EXERCISE INSTRUCTIONS:
Give the entries again, exactly as written.
════════════════
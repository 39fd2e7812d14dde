use std::sync::Arc;

use tokio::sync::OnceCell;

use super::ChatModel;
use super::OpenAiChatModel;
use crate::config::Config;
use crate::config::LlmTier;
use crate::error::ManusErr;
use crate::error::Result;

/// Builds the model for a tier the first time it is requested.
pub trait ModelFactory: Send + Sync {
    fn create(&self, tier: LlmTier) -> Result<Arc<dyn ChatModel>>;
}

pub struct OpenAiModelFactory {
    config: Arc<Config>,
    client: reqwest::Client,
}

impl OpenAiModelFactory {
    pub fn new(config: Arc<Config>) -> Self {
        Self {
            config,
            client: reqwest::Client::new(),
        }
    }
}

impl ModelFactory for OpenAiModelFactory {
    fn create(&self, tier: LlmTier) -> Result<Arc<dyn ChatModel>> {
        let model_config = self.config.model(tier).clone();
        tracing::info!(%tier, model = %model_config.model, "creating chat model");
        Ok(Arc::new(OpenAiChatModel::with_client(
            self.client.clone(),
            model_config,
        )))
    }
}

struct NoFactory;

impl ModelFactory for NoFactory {
    fn create(&self, tier: LlmTier) -> Result<Arc<dyn ChatModel>> {
        Err(ManusErr::Config(format!("no model registered for tier `{tier}`")))
    }
}

/// Tier-keyed model cache shared by every run in the process.
///
/// Each tier is initialized at most once, on first use; afterwards the
/// instance is only read, so concurrent runs can share one registry.
pub struct ProviderRegistry {
    factory: Arc<dyn ModelFactory>,
    basic: OnceCell<Arc<dyn ChatModel>>,
    reasoning: OnceCell<Arc<dyn ChatModel>>,
    vision: OnceCell<Arc<dyn ChatModel>>,
}

impl ProviderRegistry {
    pub fn new(factory: Arc<dyn ModelFactory>) -> Self {
        Self {
            factory,
            basic: OnceCell::new(),
            reasoning: OnceCell::new(),
            vision: OnceCell::new(),
        }
    }

    pub fn from_config(config: Arc<Config>) -> Self {
        Self::new(Arc::new(OpenAiModelFactory::new(config)))
    }

    /// A registry pre-populated with fixed models. Requests for any other
    /// tier fail.
    pub fn with_models<I>(models: I) -> Self
    where
        I: IntoIterator<Item = (LlmTier, Arc<dyn ChatModel>)>,
    {
        let mut registry = Self::new(Arc::new(NoFactory));
        for (tier, model) in models {
            *registry.cell_mut(tier) = OnceCell::new_with(Some(model));
        }
        registry
    }

    pub async fn get(&self, tier: LlmTier) -> Result<Arc<dyn ChatModel>> {
        let model = self
            .cell(tier)
            .get_or_try_init(|| async { self.factory.create(tier) })
            .await?;
        Ok(Arc::clone(model))
    }

    fn cell(&self, tier: LlmTier) -> &OnceCell<Arc<dyn ChatModel>> {
        match tier {
            LlmTier::Basic => &self.basic,
            LlmTier::Reasoning => &self.reasoning,
            LlmTier::Vision => &self.vision,
        }
    }

    fn cell_mut(&mut self, tier: LlmTier) -> &mut OnceCell<Arc<dyn ChatModel>> {
        match tier {
            LlmTier::Basic => &mut self.basic,
            LlmTier::Reasoning => &mut self.reasoning,
            LlmTier::Vision => &mut self.vision,
        }
    }
}

#[cfg(test)]
mod tests {
    #![allow(clippy::unwrap_used)]

    use super::*;
    use crate::llm::ChunkStream;
    use crate::llm::OutputSchema;
    use async_trait::async_trait;
    use manus_protocol::Message;
    use serde_json::Value;
    use std::sync::atomic::AtomicUsize;
    use std::sync::atomic::Ordering;

    struct Echo(&'static str);

    #[async_trait]
    impl ChatModel for Echo {
        async fn invoke(&self, _messages: &[Message]) -> Result<String> {
            Ok(self.0.to_string())
        }

        async fn invoke_structured(
            &self,
            _messages: &[Message],
            _schema: &OutputSchema,
        ) -> Result<Value> {
            Ok(Value::Null)
        }

        async fn stream(&self, _messages: &[Message]) -> Result<ChunkStream> {
            Err(ManusErr::Stream("not supported".to_string()))
        }
    }

    struct CountingFactory(AtomicUsize);

    impl ModelFactory for CountingFactory {
        fn create(&self, _tier: LlmTier) -> Result<Arc<dyn ChatModel>> {
            self.0.fetch_add(1, Ordering::SeqCst);
            Ok(Arc::new(Echo("fresh")))
        }
    }

    #[tokio::test]
    async fn factory_runs_once_per_tier() {
        let factory = Arc::new(CountingFactory(AtomicUsize::new(0)));
        let registry = ProviderRegistry::new(factory.clone());

        let first = registry.get(LlmTier::Basic).await.unwrap();
        let second = registry.get(LlmTier::Basic).await.unwrap();
        assert!(Arc::ptr_eq(&first, &second));
        assert_eq!(factory.0.load(Ordering::SeqCst), 1);

        registry.get(LlmTier::Vision).await.unwrap();
        assert_eq!(factory.0.load(Ordering::SeqCst), 2);
    }

    #[tokio::test]
    async fn seeded_registry_rejects_missing_tiers() {
        let registry =
            ProviderRegistry::with_models([(LlmTier::Basic, Arc::new(Echo("hi")) as Arc<dyn ChatModel>)]);

        let model = registry.get(LlmTier::Basic).await.unwrap();
        assert_eq!(model.invoke(&[]).await.unwrap(), "hi");
        assert!(matches!(
            registry.get(LlmTier::Reasoning).await,
            Err(ManusErr::Config(_))
        ));
    }
}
════════════════
PROBLEM SOLUTION:
repository 39fd2e7812d14dde
use std::sync::Arc;

use tokio::sync::OnceCell;

use super::ChatModel;
use super::OpenAiChatModel;
use crate::config::Config;
use crate::config::LlmTier;
use crate::error::ManusErr;
use crate::error::Result;

/// Builds the model for a tier the first time it is requested.
pub trait ModelFactory: Send + Sync {
    fn create(&self, tier: LlmTier) -> Result<Arc<dyn ChatModel>>;
}

pub struct OpenAiModelFactory {
    config: Arc<Config>,
    client: reqwest::Client,
}

impl OpenAiModelFactory {
    pub fn new(config: Arc<Config>) -> Self {
        Self {
            config,
            client: reqwest::Client::new(),
        }
    }
}

impl ModelFactory for OpenAiModelFactory {
    fn create(&self, tier: LlmTier) -> Result<Arc<dyn ChatModel>> {
        let model_config = self.config.model(tier).clone();
        tracing::info!(%tier, model = %model_config.model, "creating chat model");
        Ok(Arc::new(OpenAiChatModel::with_client(
            self.client.clone(),
            model_config,
        )))
    }
}

struct NoFactory;

impl ModelFactory for NoFactory {
    fn create(&self, tier: LlmTier) -> Result<Arc<dyn ChatModel>> {
        Err(ManusErr::Config(format!("no model registered for tier `{tier}`")))
    }
}

/// Tier-keyed model cache shared by every run in the process.
///
/// Each tier is initialized at most once, on first use; afterwards the
/// instance is only read, so concurrent runs can share one registry.
pub struct ProviderRegistry {
    factory: Arc<dyn ModelFactory>,
    basic: OnceCell<Arc<dyn ChatModel>>,
    reasoning: OnceCell<Arc<dyn ChatModel>>,
    vision: OnceCell<Arc<dyn ChatModel>>,
}

impl ProviderRegistry {
    pub fn new(factory: Arc<dyn ModelFactory>) -> Self {
        Self {
            factory,
            basic: OnceCell::new(),
            reasoning: OnceCell::new(),
            vision: OnceCell::new(),
        }
    }

    pub fn from_config(config: Arc<Config>) -> Self {
        Self::new(Arc::new(OpenAiModelFactory::new(config)))
    }

    /// A registry pre-populated with fixed models. Requests for any other
    /// tier fail.
    pub fn with_models<I>(models: I) -> Self
    where
        I: IntoIterator<Item = (LlmTier, Arc<dyn ChatModel>)>,
    {
        let mut registry = Self::new(Arc::new(NoFactory));
        for (tier, model) in models {
            *registry.cell_mut(tier) = OnceCell::new_with(Some(model));
        }
        registry
    }

    pub async fn get(&self, tier: LlmTier) -> Result<Arc<dyn ChatModel>> {
        let model = self
            .cell(tier)
            .get_or_try_init(|| async { self.factory.create(tier) })
            .await?;
        Ok(Arc::clone(model))
    }

    fn cell(&self, tier: LlmTier) -> &OnceCell<Arc<dyn ChatModel>> {
        match tier {
            LlmTier::Basic => &self.basic,
            LlmTier::Reasoning => &self.reasoning,
            LlmTier::Vision => &self.vision,
        }
    }

    fn cell_mut(&mut self, tier: LlmTier) -> &mut OnceCell<Arc<dyn ChatModel>> {
        match tier {
            LlmTier::Basic => &mut self.basic,
            LlmTier::Reasoning => &mut self.reasoning,
            LlmTier::Vision => &mut self.vision,
        }
    }
}

#[cfg(test)]
mod tests {
    #![allow(clippy::unwrap_used)]

    use super::*;
    use crate::llm::ChunkStream;
    use crate::llm::OutputSchema;
    use async_trait::async_trait;
    use manus_protocol::Message;
    use serde_json::Value;
    use std::sync::atomic::AtomicUsize;
    use std::sync::atomic::Ordering;

    struct Echo(&'static str);

    #[async_trait]
    impl ChatModel for Echo {
        async fn invoke(&self, _messages: &[Message]) -> Result<String> {
            Ok(self.0.to_string())
        }

        async fn invoke_structured(
            &self,
            _messages: &[Message],
            _schema: &OutputSchema,
        ) -> Result<Value> {
            Ok(Value::Null)
        }

        async fn stream(&self, _messages: &[Message]) -> Result<ChunkStream> {
            Err(ManusErr::Stream("not supported".to_string()))
        }
    }

    struct CountingFactory(AtomicUsize);

    impl ModelFactory for CountingFactory {
        fn create(&self, _tier: LlmTier) -> Result<Arc<dyn ChatModel>> {
            self.0.fetch_add(1, Ordering::SeqCst);
            Ok(Arc::new(Echo("fresh")))
        }
    }

    #[tokio::test]
    async fn factory_runs_once_per_tier() {
        let factory = Arc::new(CountingFactory(AtomicUsize::new(0)));
        let registry = ProviderRegistry::new(factory.clone());

        let first = registry.get(LlmTier::Basic).await.unwrap();
        let second = registry.get(LlmTier::Basic).await.unwrap();
        assert!(Arc::ptr_eq(&first, &second));
        assert_eq!(factory.0.load(Ordering::SeqCst), 1);

        registry.get(LlmTier::Vision).await.unwrap();
        assert_eq!(factory.0.load(Ordering::SeqCst), 2);
    }

    #[tokio::test]
    async fn seeded_registry_rejects_missing_tiers() {
        let registry =
            ProviderRegistry::with_models([(LlmTier::Basic, Arc::new(Echo("hi")) as Arc<dyn ChatModel>)]);

        let model = registry.get(LlmTier::Basic).await.unwrap();
        assert_eq!(model.invoke(&[]).await.unwrap(), "hi");
        assert!(matches!(
            registry.get(LlmTier::Reasoning).await,
            Err(ManusErr::Config(_))
        ));
    }
}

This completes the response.